* To do *
Extract, exactly as written, all lines of the material below from the line that includes "and its questions." through its last line.

* Provided material *
impl RoomStore for MongoRoomStore {
    fn insert_room(&self, room: RoomEntity) -> BoxFuture<'static, StorageResult<bool>> {
        let store = self.clone();
        Box::pin(async move { store.insert_room(room).await.map_err(Into::into) })
    }

    fn find_room(&self, id: Uuid) -> BoxFuture<'static, StorageResult<Option<RoomEntity>>> {
        let store = self.clone();
        Box::pin(async move { store.find_one(ROOMS, id_filter(id)).await.map_err(Into::into) })
    }

    fn find_room_by_code(
        &self,
        code: String,
    ) -> BoxFuture<'static, StorageResult<Option<RoomEntity>>> {
        let store = self.clone();
        Box::pin(async move {
            store
                .find_one(ROOMS, doc! { "code": code })
                .await
                .map_err(Into::into)
        })
    }

    fn compare_and_swap_room(
        &self,
        room: RoomEntity,
        expected_version: u64,
    ) -> BoxFuture<'static, StorageResult<WriteOutcome>> {
        let store = self.clone();
        Box::pin(async move {
            store
                .compare_and_swap_room(room, expected_version)
                .await
                .map_err(Into::into)
        })
    }

    fn list_expired_lobbies(
        &self,
        now: TimestampMs,
    ) -> BoxFuture<'static, StorageResult<Vec<RoomEntity>>> {
        let store = self.clone();
        Box::pin(async move {
            store
                .find_many(
                    ROOMS,
                    doc! { "status": "lobby", "expires_at": { "$lt": now } },
                    doc! { "expires_at": 1 },
                )
                .await
                .map_err(Into::into)
        })
    }

    fn delete_room(&self, id: Uuid) -> BoxFuture<'static, StorageResult<()>> {
        let store = self.clone();
        Box::pin(async move { store.delete_room(id).await.map_err(Into::into) })
    }

    fn list_rooms_with_deadlines(&self) -> BoxFuture<'static, StorageResult<Vec<RoomEntity>>> {
        let store = self.clone();
        Box::pin(async move {
            store
                .find_many(
                    ROOMS,
                    doc! { "$or": [
                        { "phase_ends_at": { "$ne": null } },
                        { "pending_action": { "$ne": null } },
                    ] },
                    doc! { "updated_at": 1 },
                )
                .await
                .map_err(Into::into)
        })
    }

    fn save_participant(
        &self,
        participant: ParticipantEntity,
    ) -> BoxFuture<'static, StorageResult<()>> {
        let store = self.clone();
        Box::pin(async move {
            store
                .upsert(PARTICIPANTS, id_filter(participant.id), &participant)
                .await
                .map_err(Into::into)
        })
    }

    fn save_participants(
        &self,
        participants: Vec<ParticipantEntity>,
    ) -> BoxFuture<'static, StorageResult<()>> {
        let store = self.clone();
        Box::pin(async move {
            for participant in &participants {
                store
                    .upsert(PARTICIPANTS, id_filter(participant.id), participant)
                    .await?;
            }
            Ok(())
        })
    }

    fn find_participant(
        &self,
        room_id: Uuid,
        participant_id: Uuid,
    ) -> BoxFuture<'static, StorageResult<Option<ParticipantEntity>>> {
        let store = self.clone();
        Box::pin(async move {
            let mut filter = room_filter(room_id);
            filter.insert("id", participant_id.to_string());
            store
                .find_one(PARTICIPANTS, filter)
                .await
                .map_err(Into::into)
        })
    }

    fn find_participant_by_identity(
        &self,
        room_id: Uuid,
        identity: String,
    ) -> BoxFuture<'static, StorageResult<Option<ParticipantEntity>>> {
        let store = self.clone();
        Box::pin(async move {
            let mut filter = room_filter(room_id);
            filter.insert("identity", identity);
            store
                .find_one(PARTICIPANTS, filter)
                .await
                .map_err(Into::into)
        })
    }

    fn list_participants(
        &self,
        room_id: Uuid,
    ) -> BoxFuture<'static, StorageResult<Vec<ParticipantEntity>>> {
        let store = self.clone();
        Box::pin(async move {
            store
                .find_many(PARTICIPANTS, room_filter(room_id), doc! { "joined_at": 1 })
                .await
                .map_err(Into::into)
        })
    }

    fn replace_rounds(
        &self,
        room_id: Uuid,
        rounds: Vec<RoundEntity>,
    ) -> BoxFuture<'static, StorageResult<()>> {
        let store = self.clone();
        Box::pin(async move {
            store
                .replace_rounds(room_id, rounds)
                .await
                .map_err(Into::into)
        })
    }

    fn find_round(
        &self,
        room_id: Uuid,
        index: usize,
    ) -> BoxFuture<'static, StorageResult<Option<RoundEntity>>> {
        let store = self.clone();
        Box::pin(async move {
            let mut filter = room_filter(room_id);
            filter.insert("index", index as i64);
            store.find_one(ROUNDS, filter).await.map_err(Into::into)
        })
    }

    fn save_round(&self, round: RoundEntity) -> BoxFuture<'static, StorageResult<()>> {
        let store = self.clone();
        Box::pin(async move {
            let mut filter = room_filter(round.room_id);
            filter.insert("index", round.index as i64);
            store
                .upsert(ROUNDS, filter, &round)
                .await
                .map_err(Into::into)
        })
    }

    fn find_answer(
        &self,
        room_id: Uuid,
        round_index: usize,
        participant_id: Uuid,
    ) -> BoxFuture<'static, StorageResult<Option<AnswerEntity>>> {
        let store = self.clone();
        Box::pin(async move {
            let mut filter = room_filter(room_id);
            filter.insert("round_index", round_index as i64);
            filter.insert("participant_id", participant_id.to_string());
            store.find_one(ANSWERS, filter).await.map_err(Into::into)
        })
    }

    fn list_answers(
        &self,
        room_id: Uuid,
        round_index: usize,
    ) -> BoxFuture<'static, StorageResult<Vec<AnswerEntity>>> {
        let store = self.clone();
        Box::pin(async move {
            let mut filter = room_filter(room_id);
            filter.insert("round_index", round_index as i64);
            store
                .find_many(ANSWERS, filter, doc! { "received_at": 1 })
                .await
                .map_err(Into::into)
        })
    }

    fn record_answer(
        &self,
        answer: AnswerEntity,
        participant: ParticipantEntity,
    ) -> BoxFuture<'static, StorageResult<AnswerInsert>> {
        let store = self.clone();
        Box::pin(async move {
            store
                .record_answer(answer, participant)
                .await
                .map_err(Into::into)
        })
    }

    fn delete_answers(&self, room_id: Uuid) -> BoxFuture<'static, StorageResult<()>> {
        let store = self.clone();
        Box::pin(async move {
            store
                .delete_many(ANSWERS, room_filter(room_id))
                .await
                .map_err(Into::into)
        })
    }

    fn insert_reaction(&self, reaction: ReactionEntity) -> BoxFuture<'static, StorageResult<()>> {
        let store = self.clone();
        Box::pin(async move {
            store
                .collection::<ReactionEntity>(REACTIONS)
                .await
                .insert_one(&reaction)
                .await
                .map_err(MongoDaoError::operation(REACTIONS, "insert reaction"))?;
            Ok(())
        })
    }

    fn latest_reaction(
        &self,
        room_id: Uuid,
        participant_id: Uuid,
    ) -> BoxFuture<'static, StorageResult<Option<ReactionEntity>>> {
        let store = self.clone();
        Box::pin(async move {
            let mut filter = room_filter(room_id);
            filter.insert("participant_id", participant_id.to_string());
            let reaction = store
                .collection::<ReactionEntity>(REACTIONS)
                .await
                .find_one(filter)
                .sort(doc! { "sent_at": -1 })
                .await
                .map_err(MongoDaoError::operation(REACTIONS, "find latest reaction"))?;
            Ok(reaction)
        })
    }

    fn save_deck(
        &self,
        deck: DeckEntity,
        questions: Vec<QuestionEntity>,
    ) -> BoxFuture<'static, StorageResult<()>> {
        let store = self.clone();
        Box::pin(async move { store.save_deck(deck, questions).await.map_err(Into::into) })
    }

    fn find_deck(&self, id: Uuid) -> BoxFuture<'static, StorageResult<Option<DeckEntity>>> {
        let store = self.clone();
        Box::pin(async move { store.find_one(DECKS, id_filter(id)).await.map_err(Into::into) })
    }

    fn list_decks(&self) -> BoxFuture<'static, StorageResult<Vec<DeckEntity>>> {
        let store = self.clone();
        Box::pin(async move {
            store
                .find_many(DECKS, doc! {}, doc! { "name": 1 })
                .await
                .map_err(Into::into)
        })
    }

    fn find_question(
        &self,
        id: Uuid,
    ) -> BoxFuture<'static, StorageResult<Option<QuestionEntity>>> {
        let store = self.clone();
        Box::pin(async move {
            store
                .find_one(QUESTIONS, id_filter(id))
                .await
                .map_err(Into::into)
        })
    }

    fn health_check(&self) -> BoxFuture<'static, StorageResult<()>> {
        let store = self.clone();
        Box::pin(async move { store.inner.ping().await.map_err(Into::into) })
    }

    fn try_reconnect(&self) -> BoxFuture<'static, StorageResult<()>> {
        let store = self.clone();
        Box::pin(async move { store.inner.reconnect().await.map_err(Into::into) })
    }
}
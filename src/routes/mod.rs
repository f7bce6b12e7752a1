use axum::{Router, http::HeaderMap};

use crate::state::SharedState;

pub mod actions;
pub mod decks;
pub mod docs;
pub mod health;
pub mod rooms;
pub mod sse;

/// Header carrying the registered user id set by the upstream auth layer.
pub const USER_ID_HEADER: &str = "x-user-id";

/// Compose all route trees, wiring in shared state and documentation routes.
pub fn router(state: SharedState) -> Router<()> {
    health::router()
        .merge(decks::router())
        .merge(rooms::router())
        .merge(actions::router())
        .merge(sse::router())
        .merge(docs::router())
        .with_state(state)
}

fn caller_user_id(headers: &HeaderMap) -> Option<&str> {
    headers
        .get(USER_ID_HEADER)
        .and_then(|value| value.to_str().ok())
}
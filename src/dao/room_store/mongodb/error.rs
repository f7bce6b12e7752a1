use mongodb::error::{Error as MongoError, ErrorKind, WriteFailure};
use thiserror::Error;

pub type MongoResult<T> = std::result::Result<T, MongoDaoError>;

/// Server error code reported for unique index violations.
const DUPLICATE_KEY_CODE: i32 = 11000;

#[derive(Debug, Error)]
pub enum MongoDaoError {
    #[error("failed to parse MongoDB connection URI `{uri}`")]
    InvalidUri {
        uri: String,
        #[source]
        source: MongoError,
    },
    #[error("failed to build MongoDB client from options")]
    ClientConstruction {
        #[source]
        source: MongoError,
    },
    #[error("MongoDB ping failed during initial connection after {attempts} attempt(s)")]
    InitialPing {
        attempts: u32,
        #[source]
        source: MongoError,
    },
    #[error("MongoDB ping health check failed")]
    HealthPing {
        #[source]
        source: MongoError,
    },
    #[error("failed to ensure index `{index}` on collection `{collection}`")]
    EnsureIndex {
        collection: &'static str,
        index: &'static str,
        #[source]
        source: MongoError,
    },
    #[error("failed to {operation} in collection `{collection}`")]
    Operation {
        collection: &'static str,
        operation: &'static str,
        #[source]
        source: MongoError,
    },
}

impl MongoDaoError {
    pub fn operation(
        collection: &'static str,
        operation: &'static str,
    ) -> impl FnOnce(MongoError) -> Self {
        move |source| MongoDaoError::Operation {
            collection,
            operation,
            source,
        }
    }
}

/// Whether the error is a unique index violation.
pub fn is_duplicate_key(err: &MongoError) -> bool {
    matches!(
        err.kind.as_ref(),
        ErrorKind::Write(WriteFailure::WriteError(write_error))
            if write_error.code == DUPLICATE_KEY_CODE
    )
}
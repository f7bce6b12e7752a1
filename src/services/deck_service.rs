use tracing::info;

use crate::{
    dto::deck::{CreateDeckRequest, DeckSummary},
    error::ServiceError,
    state::SharedState,
};

/// Store a validated deck and its questions.
pub async fn create_deck(
    state: &SharedState,
    request: CreateDeckRequest,
) -> Result<DeckSummary, ServiceError> {
    let store = state.require_room_store().await?;
    let (deck, questions) = request.into_entities();
    store.save_deck(deck.clone(), questions).await?;

    info!(deck_id = %deck.id, questions = deck.question_ids.len(), "deck created");
    Ok(deck.into())
}

/// Summaries of every stored deck.
pub async fn list_decks(state: &SharedState) -> Result<Vec<DeckSummary>, ServiceError> {
    let store = state.require_room_store().await?;
    let decks = store.list_decks().await?;
    Ok(decks.into_iter().map(DeckSummary::from).collect())
}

* Finished exercise *
/// Store a validated deck and its questions.
pub async fn create_deck(
    state: &SharedState,
    request: CreateDeckRequest,
) -> Result<DeckSummary, ServiceError> {
    let store = state.require_room_store().await?;
    let (deck, questions) = request.into_entities();
    store.save_deck(deck.clone(), questions).await?;

    info!(deck_id = %deck.id, questions = deck.question_ids.len(), "deck created");
    Ok(deck.into())
}

/// Summaries of every stored deck.
pub async fn list_decks(state: &SharedState) -> Result<Vec<DeckSummary>, ServiceError> {
    let store = state.require_room_store().await?;
    let decks = store.list_decks().await?;
    Ok(decks.into_iter().map(DeckSummary::from).collect())
}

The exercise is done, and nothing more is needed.